▶ [How to complete this task]:
The reply should give back every entry exactly as written.
** Opening Record set block **
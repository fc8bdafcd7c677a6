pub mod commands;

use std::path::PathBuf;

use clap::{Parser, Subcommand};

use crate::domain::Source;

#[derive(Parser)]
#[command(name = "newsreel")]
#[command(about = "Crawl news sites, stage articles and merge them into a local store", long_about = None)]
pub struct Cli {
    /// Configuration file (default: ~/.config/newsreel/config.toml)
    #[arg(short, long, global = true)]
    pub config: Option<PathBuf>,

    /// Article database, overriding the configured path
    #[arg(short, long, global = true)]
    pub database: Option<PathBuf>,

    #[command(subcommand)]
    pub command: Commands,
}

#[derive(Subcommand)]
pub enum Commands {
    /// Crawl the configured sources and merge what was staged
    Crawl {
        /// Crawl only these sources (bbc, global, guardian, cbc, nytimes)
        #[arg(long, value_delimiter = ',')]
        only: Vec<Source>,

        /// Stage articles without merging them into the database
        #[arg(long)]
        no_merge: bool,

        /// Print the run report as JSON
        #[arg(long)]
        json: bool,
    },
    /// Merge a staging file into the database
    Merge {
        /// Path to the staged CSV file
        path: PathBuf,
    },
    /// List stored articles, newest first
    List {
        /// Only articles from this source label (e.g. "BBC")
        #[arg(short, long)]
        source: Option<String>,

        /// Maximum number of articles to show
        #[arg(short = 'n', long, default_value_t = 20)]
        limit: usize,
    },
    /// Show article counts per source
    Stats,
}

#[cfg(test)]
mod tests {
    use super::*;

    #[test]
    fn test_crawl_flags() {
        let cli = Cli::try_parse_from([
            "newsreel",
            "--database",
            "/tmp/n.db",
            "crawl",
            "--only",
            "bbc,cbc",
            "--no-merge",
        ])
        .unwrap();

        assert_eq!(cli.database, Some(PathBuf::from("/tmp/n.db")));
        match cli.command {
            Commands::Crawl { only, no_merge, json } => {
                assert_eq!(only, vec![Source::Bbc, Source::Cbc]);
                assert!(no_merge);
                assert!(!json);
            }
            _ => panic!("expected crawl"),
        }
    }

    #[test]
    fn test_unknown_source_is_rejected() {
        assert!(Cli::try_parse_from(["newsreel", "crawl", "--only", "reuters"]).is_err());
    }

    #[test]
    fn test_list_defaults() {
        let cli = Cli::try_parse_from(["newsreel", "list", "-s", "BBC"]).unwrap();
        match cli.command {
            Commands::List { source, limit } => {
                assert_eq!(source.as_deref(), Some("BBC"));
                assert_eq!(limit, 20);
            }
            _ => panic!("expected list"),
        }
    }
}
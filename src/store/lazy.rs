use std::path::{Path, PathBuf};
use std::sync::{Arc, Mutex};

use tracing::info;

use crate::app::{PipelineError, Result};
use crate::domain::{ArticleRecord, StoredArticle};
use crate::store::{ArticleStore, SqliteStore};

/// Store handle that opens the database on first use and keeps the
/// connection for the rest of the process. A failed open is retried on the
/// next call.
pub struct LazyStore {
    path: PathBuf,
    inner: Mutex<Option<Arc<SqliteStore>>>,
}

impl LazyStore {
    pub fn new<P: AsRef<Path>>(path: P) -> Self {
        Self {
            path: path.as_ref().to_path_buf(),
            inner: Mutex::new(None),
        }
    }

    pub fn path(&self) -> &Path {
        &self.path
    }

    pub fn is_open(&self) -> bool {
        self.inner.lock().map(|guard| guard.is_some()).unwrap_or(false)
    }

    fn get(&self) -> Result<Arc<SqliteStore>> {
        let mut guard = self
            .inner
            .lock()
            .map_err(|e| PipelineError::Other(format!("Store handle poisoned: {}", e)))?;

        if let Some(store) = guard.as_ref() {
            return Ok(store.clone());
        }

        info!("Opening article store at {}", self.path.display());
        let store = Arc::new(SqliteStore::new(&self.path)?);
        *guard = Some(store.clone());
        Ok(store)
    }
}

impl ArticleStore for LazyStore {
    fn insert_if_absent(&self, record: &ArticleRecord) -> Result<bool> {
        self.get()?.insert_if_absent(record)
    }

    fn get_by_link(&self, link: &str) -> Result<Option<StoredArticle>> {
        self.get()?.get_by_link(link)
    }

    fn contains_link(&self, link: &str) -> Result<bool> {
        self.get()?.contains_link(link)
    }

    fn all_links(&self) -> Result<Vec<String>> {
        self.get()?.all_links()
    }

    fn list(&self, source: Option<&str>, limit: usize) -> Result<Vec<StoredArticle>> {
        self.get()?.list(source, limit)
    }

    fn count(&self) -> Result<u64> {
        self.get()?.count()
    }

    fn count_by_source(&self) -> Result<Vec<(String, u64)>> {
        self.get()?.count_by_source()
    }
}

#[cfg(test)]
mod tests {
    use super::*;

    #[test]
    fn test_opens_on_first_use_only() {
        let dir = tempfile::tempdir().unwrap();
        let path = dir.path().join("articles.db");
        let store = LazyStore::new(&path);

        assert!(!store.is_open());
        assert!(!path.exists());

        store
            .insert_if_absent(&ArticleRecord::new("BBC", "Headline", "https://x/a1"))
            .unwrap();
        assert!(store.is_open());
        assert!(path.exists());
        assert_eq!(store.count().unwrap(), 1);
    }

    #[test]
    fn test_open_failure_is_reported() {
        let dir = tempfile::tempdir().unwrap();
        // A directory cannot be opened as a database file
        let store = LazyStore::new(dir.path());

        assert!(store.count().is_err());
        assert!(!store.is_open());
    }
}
** Closing Record set block **
▶ [Solution]:
repository fc8bdafcd7c677a6
pub mod commands;

use std::path::PathBuf;

use clap::{Parser, Subcommand};

use crate::domain::Source;

#[derive(Parser)]
#[command(name = "newsreel")]
#[command(about = "Crawl news sites, stage articles and merge them into a local store", long_about = None)]
pub struct Cli {
    /// Configuration file (default: ~/.config/newsreel/config.toml)
    #[arg(short, long, global = true)]
    pub config: Option<PathBuf>,

    /// Article database, overriding the configured path
    #[arg(short, long, global = true)]
    pub database: Option<PathBuf>,

    #[command(subcommand)]
    pub command: Commands,
}

#[derive(Subcommand)]
pub enum Commands {
    /// Crawl the configured sources and merge what was staged
    Crawl {
        /// Crawl only these sources (bbc, global, guardian, cbc, nytimes)
        #[arg(long, value_delimiter = ',')]
        only: Vec<Source>,

        /// Stage articles without merging them into the database
        #[arg(long)]
        no_merge: bool,

        /// Print the run report as JSON
        #[arg(long)]
        json: bool,
    },
    /// Merge a staging file into the database
    Merge {
        /// Path to the staged CSV file
        path: PathBuf,
    },
    /// List stored articles, newest first
    List {
        /// Only articles from this source label (e.g. "BBC")
        #[arg(short, long)]
        source: Option<String>,

        /// Maximum number of articles to show
        #[arg(short = 'n', long, default_value_t = 20)]
        limit: usize,
    },
    /// Show article counts per source
    Stats,
}

#[cfg(test)]
mod tests {
    use super::*;

    #[test]
    fn test_crawl_flags() {
        let cli = Cli::try_parse_from([
            "newsreel",
            "--database",
            "/tmp/n.db",
            "crawl",
            "--only",
            "bbc,cbc",
            "--no-merge",
        ])
        .unwrap();

        assert_eq!(cli.database, Some(PathBuf::from("/tmp/n.db")));
        match cli.command {
            Commands::Crawl { only, no_merge, json } => {
                assert_eq!(only, vec![Source::Bbc, Source::Cbc]);
                assert!(no_merge);
                assert!(!json);
            }
            _ => panic!("expected crawl"),
        }
    }

    #[test]
    fn test_unknown_source_is_rejected() {
        assert!(Cli::try_parse_from(["newsreel", "crawl", "--only", "reuters"]).is_err());
    }

    #[test]
    fn test_list_defaults() {
        let cli = Cli::try_parse_from(["newsreel", "list", "-s", "BBC"]).unwrap();
        match cli.command {
            Commands::List { source, limit } => {
                assert_eq!(source.as_deref(), Some("BBC"));
                assert_eq!(limit, 20);
            }
            _ => panic!("expected list"),
        }
    }
}
filename src/store/lazy.rs
use std::path::{Path, PathBuf};
use std::sync::{Arc, Mutex};

use tracing::info;

use crate::app::{PipelineError, Result};
use crate::domain::{ArticleRecord, StoredArticle};
use crate::store::{ArticleStore, SqliteStore};

/// Store handle that opens the database on first use and keeps the
/// connection for the rest of the process. A failed open is retried on the
/// next call.
pub struct LazyStore {
    path: PathBuf,
    inner: Mutex<Option<Arc<SqliteStore>>>,
}

impl LazyStore {
    pub fn new<P: AsRef<Path>>(path: P) -> Self {
        Self {
            path: path.as_ref().to_path_buf(),
            inner: Mutex::new(None),
        }
    }

    pub fn path(&self) -> &Path {
        &self.path
    }

    pub fn is_open(&self) -> bool {
        self.inner.lock().map(|guard| guard.is_some()).unwrap_or(false)
    }

    fn get(&self) -> Result<Arc<SqliteStore>> {
        let mut guard = self
            .inner
            .lock()
            .map_err(|e| PipelineError::Other(format!("Store handle poisoned: {}", e)))?;

        if let Some(store) = guard.as_ref() {
            return Ok(store.clone());
        }

        info!("Opening article store at {}", self.path.display());
        let store = Arc::new(SqliteStore::new(&self.path)?);
        *guard = Some(store.clone());
        Ok(store)
    }
}

impl ArticleStore for LazyStore {
    fn insert_if_absent(&self, record: &ArticleRecord) -> Result<bool> {
        self.get()?.insert_if_absent(record)
    }

    fn get_by_link(&self, link: &str) -> Result<Option<StoredArticle>> {
        self.get()?.get_by_link(link)
    }

    fn contains_link(&self, link: &str) -> Result<bool> {
        self.get()?.contains_link(link)
    }

    fn all_links(&self) -> Result<Vec<String>> {
        self.get()?.all_links()
    }

    fn list(&self, source: Option<&str>, limit: usize) -> Result<Vec<StoredArticle>> {
        self.get()?.list(source, limit)
    }

    fn count(&self) -> Result<u64> {
        self.get()?.count()
    }

    fn count_by_source(&self) -> Result<Vec<(String, u64)>> {
        self.get()?.count_by_source()
    }
}

#[cfg(test)]
mod tests {
    use super::*;

    #[test]
    fn test_opens_on_first_use_only() {
        let dir = tempfile::tempdir().unwrap();
        let path = dir.path().join("articles.db");
        let store = LazyStore::new(&path);

        assert!(!store.is_open());
        assert!(!path.exists());

        store
            .insert_if_absent(&ArticleRecord::new("BBC", "Headline", "https://x/a1"))
            .unwrap();
        assert!(store.is_open());
        assert!(path.exists());
        assert_eq!(store.count().unwrap(), 1);
    }

    #[test]
    fn test_open_failure_is_reported() {
        let dir = tempfile::tempdir().unwrap();
        // A directory cannot be opened as a database file
        let store = LazyStore::new(dir.path());

        assert!(store.count().is_err());
        assert!(!store.is_open());
    }
}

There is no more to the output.